Vintage landscape: Alabama porch and yard
“Typical farmhouse, spring housecleaning, homemade quilts and bedding in sun. Coffee County, Alabama.” Photo taken April 1939 by Marion Post Wolcott.
Via Farm Security Administration/Office of War Information Black and White Negatives Collection, Library of Congress Prints and Photographs Division.
Vintage landscape: Zuni gardens
“Gardens surrounding the Indian Pueblo of Zuni, in which are raised a variety of vegetables, such as peppers, onions, garlic, etc.,” c. 1873, by Timothy H. O’Sullivan, via Library of Congress Prints and Photographs Division.
The Zuni people of western New Mexico have long built a form of kitchen garden (now) called “waffle gardens.”

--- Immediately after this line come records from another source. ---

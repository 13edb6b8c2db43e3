use axum::{
    http::StatusCode,
    response::{Html, IntoResponse, Json},
    routing::{get, post},
    Form, Router,
};
use loan_calc_core::amortization::{
    calculate_payment, calculate_payoff_time, estimate_payment_amount,
};
use loan_calc_core::{SelectOption, PAYMENT_FREQUENCIES, TERM_UNITS};
use rust_decimal::Decimal;
use serde::{Deserialize, Serialize};
use tower_http::cors::CorsLayer;
use tracing::{info, warn};

use crate::format;

/// Frequency applied when the form omits one (monthly).
const DEFAULT_FREQUENCY: u32 = 12;

/// Term unit applied when the form omits one (years).
const DEFAULT_TERM_UNIT: u32 = 12;

/// JSON envelope returned by every calculator endpoint.
#[derive(Debug, Serialize)]
struct ApiResponse {
    success: bool,
    #[serde(skip_serializing_if = "Option::is_none")]
    result: Option<String>,
    #[serde(skip_serializing_if = "Option::is_none")]
    error: Option<String>,
}

impl ApiResponse {
    fn ok(result: String) -> Self {
        Self {
            success: true,
            result: Some(result),
            error: None,
        }
    }

    fn err(error: String) -> Self {
        Self {
            success: false,
            result: None,
            error: Some(error),
        }
    }
}

/// Reference tables for the page's select inputs.
#[derive(Debug, Serialize)]
struct OptionsResponse {
    frequencies: &'static [SelectOption],
    term_units: &'static [SelectOption],
}

/// Fields shared by the breakdown and payoff forms. Everything arrives as
/// text; empty and missing fields fall back to the documented defaults.
#[derive(Debug, Deserialize)]
pub struct LoanForm {
    loan_amt: Option<String>,
    total_payment_amt: Option<String>,
    fee_amt: Option<String>,
    interest_rate: Option<String>,
    frequency: Option<String>,
}

/// Fields for the payment-estimate form.
#[derive(Debug, Deserialize)]
pub struct TermForm {
    loan_amt: Option<String>,
    fee_amt: Option<String>,
    interest_rate: Option<String>,
    unit_type: Option<String>,
    unit_amt: Option<String>,
}

pub fn router() -> Router {
    Router::new()
        .route("/", get(main_page))
        .route("/api/options", get(get_options))
        .route("/calculate-payment-breakdown", post(calculate_payment_breakdown))
        .route("/estimate-remaining", post(estimate_remaining))
        .route("/estimate-payment", post(estimate_payment))
        .layer(CorsLayer::permissive())
}

/// GET / - the calculator page
async fn main_page() -> Html<&'static str> {
    Html(include_str!("../assets/index.html"))
}

/// GET /api/options - select-input reference tables
async fn get_options() -> impl IntoResponse {
    Json(OptionsResponse {
        frequencies: &PAYMENT_FREQUENCIES,
        term_units: &TERM_UNITS,
    })
}

/// POST /calculate-payment-breakdown
async fn calculate_payment_breakdown(Form(form): Form<LoanForm>) -> impl IntoResponse {
    info!("POST /calculate-payment-breakdown");

    match breakdown_text(&form) {
        Ok(text) => (StatusCode::OK, Json(ApiResponse::ok(text))).into_response(),
        Err(e) => {
            warn!("Rejected payment breakdown: {e}");
            (StatusCode::UNPROCESSABLE_ENTITY, Json(ApiResponse::err(e))).into_response()
        }
    }
}

/// POST /estimate-remaining
async fn estimate_remaining(Form(form): Form<LoanForm>) -> impl IntoResponse {
    info!("POST /estimate-remaining");

    match payoff_text(&form) {
        Ok(text) => (StatusCode::OK, Json(ApiResponse::ok(text))).into_response(),
        Err(e) => {
            warn!("Rejected payoff estimate: {e}");
            (StatusCode::UNPROCESSABLE_ENTITY, Json(ApiResponse::err(e))).into_response()
        }
    }
}

/// POST /estimate-payment
async fn estimate_payment(Form(form): Form<TermForm>) -> impl IntoResponse {
    info!("POST /estimate-payment");

    match estimate_text(&form) {
        Ok(text) => (StatusCode::OK, Json(ApiResponse::ok(text))).into_response(),
        Err(e) => {
            warn!("Rejected payment estimate: {e}");
            (StatusCode::UNPROCESSABLE_ENTITY, Json(ApiResponse::err(e))).into_response()
        }
    }
}

fn breakdown_text(form: &LoanForm) -> Result<String, String> {
    let loan_amount = parse_decimal(&form.loan_amt, "loan_amt")?;
    let payment_amount = parse_decimal(&form.total_payment_amt, "total_payment_amt")?;
    let fee_amount = parse_decimal(&form.fee_amt, "fee_amt")?;
    let rate = parse_decimal(&form.interest_rate, "interest_rate")?;
    let frequency = parse_frequency(&form.frequency)?;

    let payment = calculate_payment(loan_amount, payment_amount, fee_amount, rate, frequency)
        .map_err(|e| e.to_string())?;

    Ok(format!(
        "Total Payment: ${}<br>Principal: ${}<br>Interest: ${}<br>Other: ${}<br>Remaining Principal: ${}",
        format::currency(payment_amount),
        format::currency(payment.principal),
        format::currency(payment.interest),
        format::currency(payment.other),
        format::currency(payment.remaining_principal),
    ))
}

fn payoff_text(form: &LoanForm) -> Result<String, String> {
    let loan_amount = parse_decimal(&form.loan_amt, "loan_amt")?;
    let payment_amount = parse_decimal(&form.total_payment_amt, "total_payment_amt")?;
    let fee_amount = parse_decimal(&form.fee_amt, "fee_amt")?;
    let rate = parse_decimal(&form.interest_rate, "interest_rate")?;
    let frequency = parse_frequency(&form.frequency)?;

    let payoff = calculate_payoff_time(loan_amount, payment_amount, fee_amount, rate, frequency)
        .map_err(|e| e.to_string())?;

    Ok(format!(
        "Total Payments: {}<br>Total Months: {}<br>Final Payment Amount: ${}<br>Total Interest: ${}",
        payoff.number_of_payments,
        format::count(payoff.number_of_months),
        format::whole_dollars(payoff.final_payment_amount),
        format::currency(payoff.total_interest),
    ))
}

fn estimate_text(form: &TermForm) -> Result<String, String> {
    let loan_amount = parse_decimal(&form.loan_amt, "loan_amt")?;
    let fee_amount = parse_decimal(&form.fee_amt, "fee_amt")?;
    let rate = parse_decimal(&form.interest_rate, "interest_rate")?;
    let unit = parse_whole(&form.unit_type, "unit_type", DEFAULT_TERM_UNIT as i64)?;
    let count = parse_whole(&form.unit_amt, "unit_amt", 0)?;

    let unit = u32::try_from(unit).map_err(|_| "unit_type is not a valid term unit".to_string())?;
    let payment = estimate_payment_amount(loan_amount, fee_amount, rate, unit, count)
        .map_err(|e| e.to_string())?;

    Ok(format!("Payment Amount: ${}", format::currency(payment)))
}

/// Empty and missing numeric fields parse as zero.
fn parse_decimal(raw: &Option<String>, field: &str) -> Result<Decimal, String> {
    match raw.as_deref().map(str::trim) {
        None | Some("") => Ok(Decimal::ZERO),
        Some(text) => text
            .parse()
            .map_err(|_| format!("{field} is not a valid number")),
    }
}

fn parse_whole(raw: &Option<String>, field: &str, default: i64) -> Result<i64, String> {
    match raw.as_deref().map(str::trim) {
        None | Some("") => Ok(default),
        Some(text) => text
            .parse()
            .map_err(|_| format!("{field} is not a valid whole number")),
    }
}

fn parse_frequency(raw: &Option<String>) -> Result<u32, String> {
    match raw.as_deref().map(str::trim) {
        None | Some("") => Ok(DEFAULT_FREQUENCY),
        Some(text) => text
            .parse()
            .map_err(|_| "frequency is not a valid whole number".to_string()),
    }
}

Each square plot is about 2′ to 8′ wide with bermed sides of unamended soil. The design efficiently captures and holds rainwater and retards evaporation. The Zuni traditionally filled their gardens with corn, beans, and squash.

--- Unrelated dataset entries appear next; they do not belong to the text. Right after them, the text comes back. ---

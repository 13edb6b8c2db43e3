use rust_decimal::Decimal;
use thiserror::Error;

#[derive(Debug, Error)]
pub enum LoanCalcError {
    #[error("Invalid input: {field} — {reason}")]
    InvalidInput { field: String, reason: String },

    #[error("Convergence failure: {function} did not converge after {iterations} iterations (remaining balance: {last_delta})")]
    ConvergenceFailure {
        function: String,
        iterations: u32,
        last_delta: Decimal,
    },
}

Timothy H. O’Sullivan, who took the picture above, photographed events of the Civil War as an employee of Alexander Gardner.
From 1871 to 1874, he traveled the southwestern United States as part of a survey of the land west of the 100th meridian. Later, he worked in Washington, D.C., as an official photographer for the U.S. Geological Survey. He died of tuberculosis at age 42.
“Zuni gardens,” c. 1927, by Edward Curtis, via Library of Congress.
Edward Curtis, a Seattle photographer, took over 40,000 images of life in 80 native American tribes. The photo above was one of 2,000 he published, from 1907 to 1930, in the 20-volume The North American Indian.